Se retira un jugador que supo reinventarse, que se convirtió en el jugador referente y franquicia de Memphis Grizzlies, cuando en España, los viajes a la NBA eran una utopía, y solo un tal Fernando Martín, que probó suerte y que volvió al Madrid de su vida, para ser la cabeza de ratón, porque en su corta experiencia en Portland vivió las sombras de un juego al que, como tantos otros europeos, no supo adaptarse (otro ejemplo paradigmático, podía ser el de Juan Carlos Navarro, o el de Rudy Fernández). Pau acabó siendo la mano derecha de los Lakers del fallecido Kobe Bryant, unos Lakers que levantaron dos títulos de la NBA y que se quedaron a las puertas de uno. Pau tuvo partidos memorables, como los partidos en las finales en los play-offs, como los cuarenta puntos sobre Francia en el Europeo, como los cincuenta puntos vistiendo la camiseta de los Chicago Bulls.
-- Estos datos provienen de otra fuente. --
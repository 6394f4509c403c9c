use std::sync::Arc;

use async_trait::async_trait;
use tokio_util::sync::CancellationToken;

use super::{CommandOutcome, DeploymentId, PlanRunner, finish_pass, run_command};
use crate::error::{CommandFailure, DefaultFailureClassifier, FailureClassifier, PlanRunnerError};
use crate::plan::Plan;

/// Runs every command of a plan once, in order.
///
/// Stateless across calls; the deployment id is only used for diagnostics.
pub struct OrderedPlanRunner {
    classifier: Arc<dyn FailureClassifier>,
}

impl OrderedPlanRunner {
    #[must_use]
    pub fn new() -> Self {
        Self {
            classifier: Arc::new(DefaultFailureClassifier),
        }
    }

    #[must_use]
    pub fn with_classifier(mut self, classifier: Arc<dyn FailureClassifier>) -> Self {
        self.classifier = classifier;
        self
    }
}

impl Default for OrderedPlanRunner {
    fn default() -> Self {
        Self::new()
    }
}

#[async_trait]
impl PlanRunner for OrderedPlanRunner {
    async fn execute(
        &self,
        deployment_id: DeploymentId,
        plan: &Plan,
        cancel: &CancellationToken,
    ) -> Result<bool, PlanRunnerError> {
        tracing::info!(%deployment_id, commands = plan.len(), "executing plan");

        let mut failures = Vec::new();
        for command in plan {
            if cancel.is_cancelled() {
                tracing::info!(%deployment_id, "plan execution cancelled");
                break;
            }

            let command_id = command.id();
            let outcome = run_command(
                deployment_id,
                command,
                &command_id,
                cancel,
                self.classifier.as_ref(),
            )
            .await?;

            if let CommandOutcome::Failed(error) = outcome {
                failures.push(CommandFailure::new(command_id, command.describe(), error));
            }
        }

        finish_pass(deployment_id, failures)?;
        Ok(true)
    }
}
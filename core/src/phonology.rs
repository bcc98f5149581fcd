//! Phonological parser: tokens to syllables of phones.
//!
//! Stress and syllable boundaries come from the marks `.`, `ˈ` and `ˌ`; each
//! mark opens a new syllable carrying that stress. Length is taken from a
//! following `ː` or from a doubled symbol (`ss`).

use std::fmt;

use serde::Serialize;

use crate::symbols::{LENGTH_MARK, PRIMARY_STRESS, SECONDARY_STRESS, SYLLABLE_BREAK};
use crate::tokenizer::{self, Tokenizer};

/// A single sound with its length.
#[derive(Debug, Clone, PartialEq, Eq, Hash, Serialize)]
pub struct Phone {
    symbol: String,
    long: bool,
}

impl Phone {
    pub fn new<T: Into<String>>(symbol: T, long: bool) -> Self {
        Self {
            symbol: symbol.into(),
            long,
        }
    }

    pub fn symbol(&self) -> &str {
        &self.symbol
    }

    pub fn is_long(&self) -> bool {
        self.long
    }

    fn lengthen(&mut self) {
        self.long = true;
    }
}

impl fmt::Display for Phone {
    fn fmt(&self, f: &mut fmt::Formatter<'_>) -> fmt::Result {
        f.write_str(&self.symbol)?;
        if self.long {
            write!(f, "{LENGTH_MARK}")?;
        }
        Ok(())
    }
}

/// Stress carried by a syllable, named after the mark that opened it.
#[derive(Debug, Clone, Copy, Default, PartialEq, Eq, Hash, Serialize)]
#[serde(rename_all = "lowercase")]
pub enum Stress {
    /// Opened by `.` or by the start of the word.
    #[default]
    Unstressed,
    /// Opened by `ˈ`.
    Primary,
    /// Opened by `ˌ`.
    Secondary,
}

impl Stress {
    pub fn from_mark(mark: char) -> Option<Self> {
        match mark {
            SYLLABLE_BREAK => Some(Stress::Unstressed),
            PRIMARY_STRESS => Some(Stress::Primary),
            SECONDARY_STRESS => Some(Stress::Secondary),
            _ => None,
        }
    }

    /// Parse a whole token; only single-character marks qualify.
    pub fn from_token(token: &str) -> Option<Self> {
        let mut chars = token.chars();
        match (chars.next(), chars.next()) {
            (Some(mark), None) => Self::from_mark(mark),
            _ => None,
        }
    }

    pub fn mark(self) -> char {
        match self {
            Stress::Unstressed => SYLLABLE_BREAK,
            Stress::Primary => PRIMARY_STRESS,
            Stress::Secondary => SECONDARY_STRESS,
        }
    }

    pub fn describe(self) -> &'static str {
        match self {
            Stress::Unstressed => "unstressed",
            Stress::Primary => "primary stress",
            Stress::Secondary => "secondary stress",
        }
    }
}

/// An ordered group of phones with its stress.
#[derive(Debug, Clone, PartialEq, Eq, Hash, Serialize)]
pub struct Syllable {
    stress: Stress,
    phones: Vec<Phone>,
}

impl Syllable {
    pub fn new(stress: Stress, phones: Vec<Phone>) -> Self {
        Self { stress, phones }
    }

    pub fn stress(&self) -> Stress {
        self.stress
    }

    pub fn phones(&self) -> &[Phone] {
        &self.phones
    }

    pub fn len(&self) -> usize {
        self.phones.len()
    }

    pub fn is_empty(&self) -> bool {
        self.phones.is_empty()
    }

    /// Same phones, ignoring length.
    pub fn same_symbols(&self, other: &Syllable) -> bool {
        self.phones.len() == other.phones.len()
            && self
                .phones
                .iter()
                .zip(&other.phones)
                .all(|(a, b)| a.symbol == b.symbol)
    }
}

/// Phones without the stress mark.
impl fmt::Display for Syllable {
    fn fmt(&self, f: &mut fmt::Formatter<'_>) -> fmt::Result {
        for phone in &self.phones {
            write!(f, "{phone}")?;
        }
        Ok(())
    }
}

/// Group tokens into syllables.
///
/// A length mark, or a token equal to the symbol of the phone right before
/// it in the same syllable, lengthens that phone instead of adding a new one
/// (`aː`, `aa` and `aːa` all give one long `a`). A syllable mark closes the
/// syllable in progress (if it has any phones) and sets the stress of the
/// next one.
///
/// # Example
/// ```
/// use minpair_core::phonology::parse;
/// use minpair_core::Stress;
///
/// let syllables = parse(&["b", "a", "ˈ", "t", "a", "a"]);
/// assert_eq!(syllables.len(), 2);
/// assert_eq!(syllables[1].stress(), Stress::Primary);
/// assert_eq!(syllables[1].phones()[1].symbol(), "a");
/// assert!(syllables[1].phones()[1].is_long());
/// ```
pub fn parse<S: AsRef<str>>(tokens: &[S]) -> Vec<Syllable> {
    let mut out = Vec::new();
    let mut stress = Stress::Unstressed;
    let mut phones: Vec<Phone> = Vec::new();

    for token in tokens {
        let token = token.as_ref();
        if let Some(mark) = Stress::from_token(token) {
            close_syllable(&mut out, stress, &mut phones);
            stress = mark;
            continue;
        }
        let repeats_last = phones.last().is_some_and(|p| p.symbol() == token);
        if tokenizer::is_length_mark_token(token) || repeats_last {
            if let Some(last) = phones.last_mut() {
                last.lengthen();
            }
        } else {
            phones.push(Phone::new(token, false));
        }
    }
    close_syllable(&mut out, stress, &mut phones);
    out
}

fn close_syllable(out: &mut Vec<Syllable>, stress: Stress, phones: &mut Vec<Phone>) {
    if !phones.is_empty() {
        out.push(Syllable::new(stress, std::mem::take(phones)));
    }
}

/// Tokenize with the standard tables and parse.
pub fn parse_ipa(ipa: &str) -> Vec<Syllable> {
    parse_ipa_with(Tokenizer::standard(), ipa)
}

pub fn parse_ipa_with(tokenizer: &Tokenizer, ipa: &str) -> Vec<Syllable> {
    parse(&tokenizer.tokenize(ipa))
}

/// The stress marks of every syllable, in order (e.g. `.ˈ`).
pub fn stress_pattern(phonology: &[Syllable]) -> String {
    phonology.iter().map(|s| s.stress.mark()).collect()
}

/// Render a phonology back to IPA, omitting the mark of an unstressed first
/// syllable.
pub fn render(phonology: &[Syllable]) -> String {
    let mut out = String::new();
    for (i, syllable) in phonology.iter().enumerate() {
        if i > 0 || syllable.stress != Stress::Unstressed {
            out.push(syllable.stress.mark());
        }
        out.push_str(&syllable.to_string());
    }
    out
}

/// Human-readable breakdown, one line per syllable.
pub fn describe(phonology: &[Syllable]) -> String {
    if phonology.is_empty() {
        return "no syllables".to_string();
    }
    phonology
        .iter()
        .enumerate()
        .map(|(i, syllable)| {
            let phones: Vec<String> = syllable.phones.iter().map(Phone::to_string).collect();
            format!(
                "syllable {} ({}): {}",
                i + 1,
                syllable.stress.describe(),
                phones.join(" ")
            )
        })
        .collect::<Vec<_>>()
        .join("\n")
}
Pau Gasol consiguió unos registros en la NBA probablemente solo superado por el alemán Nowitzki, aunque le separa un hecho diferencial que no es baladí; Pau Gasol fue el león de una selección que no se bajaba del carro de los metales, la primera de la familia, que, junto con su amigo inseparable Navarro, dejó durante casi dos décadas ininterrumpidas el medallero español en lo más alto de las competiciones internacionales. Fue nuestro extraterrestre particular, una figura que sobresalió del común de los mortales, y con trabajo, cabeza, garra y corazón, nos alucinó sobre el parqué.